I have not lost much data, either my own or my client's. I guess I have been lucky. But I have had some incidents.
- A personal hard disk crash (lost handful of files).
- One of my PHP hosting providers was hacked and sites were defaced.
- One of my budget VPS providers disappeared overnight.
In all cases it was partially my own fault that it happened:
- I used an hard disk with bad sectors in its 1st GB because I could not afford a new drive back then. When partitioning the disk I thought it was enough to "cut" that part out. Unfortunately it was not. It was just a sign that disk was bad.
- I picked the cheapest hosting provider in Estonia at that time. I was in high school and had really low budget. The provider was new and inexperienced and it did not have its own backups. Since then I do not recommend (and never use myself again) a provider who has not been in business for at least 2-3 years.

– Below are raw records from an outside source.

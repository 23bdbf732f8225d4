//! Area list persistence.
//!
//! The persisted array order is the area priority order and must
//! round-trip exactly.

use std::path::PathBuf;

use serde::{Deserialize, Serialize};
use tracing::info;

use rota_model::{Area, AreaList};

use crate::error::StoreError;
use crate::fsio::{check_version, load_json, save_json};

/// Area state file format version.
const AREAS_VERSION: u32 = 1;

/// On-disk area document.
#[derive(Debug, Serialize, Deserialize)]
struct PersistedAreas {
    version: u32,
    areas: Vec<Area>,
}

/// File-backed area store.
pub struct AreaStore {
    path: PathBuf,
}

impl AreaStore {
    /// Creates a store over the given state file path.
    #[must_use]
    pub fn new(path: PathBuf) -> Self {
        Self { path }
    }

    /// Loads the area list, validating names and headcounts.
    ///
    /// A missing file loads as an empty list.
    pub fn load(&self) -> Result<AreaList, StoreError> {
        let Some(persisted) = load_json::<PersistedAreas>(&self.path)? else {
            return Ok(AreaList::new());
        };

        check_version(&self.path, persisted.version, AREAS_VERSION)?;
        let areas = AreaList::from_areas(persisted.areas)?;

        info!(
            path = %self.path.display(),
            area_count = areas.len(),
            "loaded areas"
        );
        Ok(areas)
    }

    /// Saves the area list atomically, preserving order.
    pub fn save(&self, areas: &AreaList) -> Result<(), StoreError> {
        let persisted = PersistedAreas {
            version: AREAS_VERSION,
            areas: areas.areas().to_vec(),
        };
        save_json(&self.path, &persisted)
    }
}

#[cfg(test)]
mod tests {
    use super::*;
    use rota_model::AreaName;
    use tempfile::tempdir;

    fn name(s: &str) -> AreaName {
        AreaName::parse(s).unwrap()
    }

    #[test]
    fn test_missing_file_loads_empty() {
        let dir = tempdir().unwrap();
        let store = AreaStore::new(dir.path().join("areas.json"));
        assert!(store.load().unwrap().is_empty());
    }

    #[test]
    fn test_order_roundtrips_exactly() {
        let dir = tempdir().unwrap();
        let store = AreaStore::new(dir.path().join("areas.json"));

        let mut areas = AreaList::new();
        areas.add(name("Window"), 2).unwrap();
        areas.add(name("Floor"), 4).unwrap();
        areas.add(name("Trash"), 1).unwrap();
        store.save(&areas).unwrap();

        let loaded = store.load().unwrap();
        let names: Vec<_> = loaded.areas().iter().map(|a| a.name.as_str()).collect();
        assert_eq!(names, vec!["Window", "Floor", "Trash"]);
    }

    #[test]
    fn test_zero_headcount_rejected_at_load() {
        let dir = tempdir().unwrap();
        let path = dir.path().join("areas.json");
        std::fs::write(
            &path,
            r#"{"version":1,"areas":[{"name":"Floor","headcount":0}]}"#,
        )
        .unwrap();

        let store = AreaStore::new(path);
        assert!(matches!(store.load(), Err(StoreError::InvalidAreas(_))));
    }

    #[test]
    fn test_duplicate_area_rejected_at_load() {
        let dir = tempdir().unwrap();
        let path = dir.path().join("areas.json");
        std::fs::write(
            &path,
            r#"{"version":1,"areas":[
                {"name":"Floor","headcount":1},
                {"name":"Floor","headcount":2}
            ]}"#,
        )
        .unwrap();

        let store = AreaStore::new(path);
        assert!(matches!(store.load(), Err(StoreError::InvalidAreas(_))));
    }
}
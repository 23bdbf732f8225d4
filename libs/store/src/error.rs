//! Store error types.

use std::path::PathBuf;

use thiserror::Error;

/// Errors from store operations.
#[derive(Debug, Error)]
pub enum StoreError {
    /// Filesystem read or write failure.
    #[error("failed to {action} {path:?}: {source}")]
    Io {
        action: &'static str,
        path: PathBuf,
        #[source]
        source: std::io::Error,
    },

    /// The file exists but is not valid JSON for its schema.
    #[error("failed to parse {path:?}: {source}")]
    Parse {
        path: PathBuf,
        #[source]
        source: serde_json::Error,
    },

    /// The file was written by an incompatible version of this tool.
    #[error("{path:?} has unsupported version {found} (expected {expected})")]
    UnsupportedVersion {
        path: PathBuf,
        found: u32,
        expected: u32,
    },

    /// Persisted roster data violates a roster invariant.
    #[error("invalid roster data: {0}")]
    InvalidRoster(#[from] rota_model::RosterError),

    /// Persisted area data violates an area invariant.
    #[error("invalid area data: {0}")]
    InvalidAreas(#[from] rota_model::AreaError),

    /// No data directory could be determined.
    #[error("could not determine a data directory; pass --data-dir or set ROTA_DATA_DIR")]
    NoDataDir,
}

- A year ago I needed a machine to run Jenkins CI server. I thought it was a good idea to pick one from http://lowendbox.com/. The machine ran well for 3 months but then it disappeared. The provider's web site disappeared too. No mails were answered. I had no phone numbers (even their invoices lacked contact data and had a placeholder image in the place of the logo). However, because it was a test machine I did not lose much data.
My current solution
Some service/cloud providers have their own backups. That is good but it does not help when things like (4) happen. To avoid it, I now use a machine that does not run in the cloud (it runs at my home - the 60Mbit bandwidth is enough for that). The current total backupped dataset does not exceed 10GB. The following outlines my backup process. There are both automated and manual steps:
- For files I use rsync over SSH. This saves bandwith. I usually only pull files that are needed to restore the machine (but it's always better to take more than less).
- (MySQL) databases are backed up using the
mysqldumputility. This also works over SSH.
- For each machine I keep a separate bash script that pulls the data and I'm trying to keep the scripts as simple as possible.
- There is a "runner" script that oversees backup scripts, logs their output and sends it by mail.
- The "runner" script is run every night by cron.
- When I do not have received backup mails some days I know that the process is borked.
- Once in two weeks I take a snapshot of pulled data and store it in a gzipped tar archive.
- The snapshot gets copied to the external hard drive.
I perform last steps manually and run all scripts right before them. This makes sure that if something is borked I will see it. I only connect the external drive for copying, otherwise it sits non-powered.
I have also looked at more specialized backup solutions but I have not found anything suitable yet (or maybe I haven't searched hard enough). The machines I maintain are quite different and run different distros and versions. Some of the PHP sites I maintain have no SSH access at all with FTP being the best it has. Bash scripts (I run them all with set -e) provide the flexibility that I need.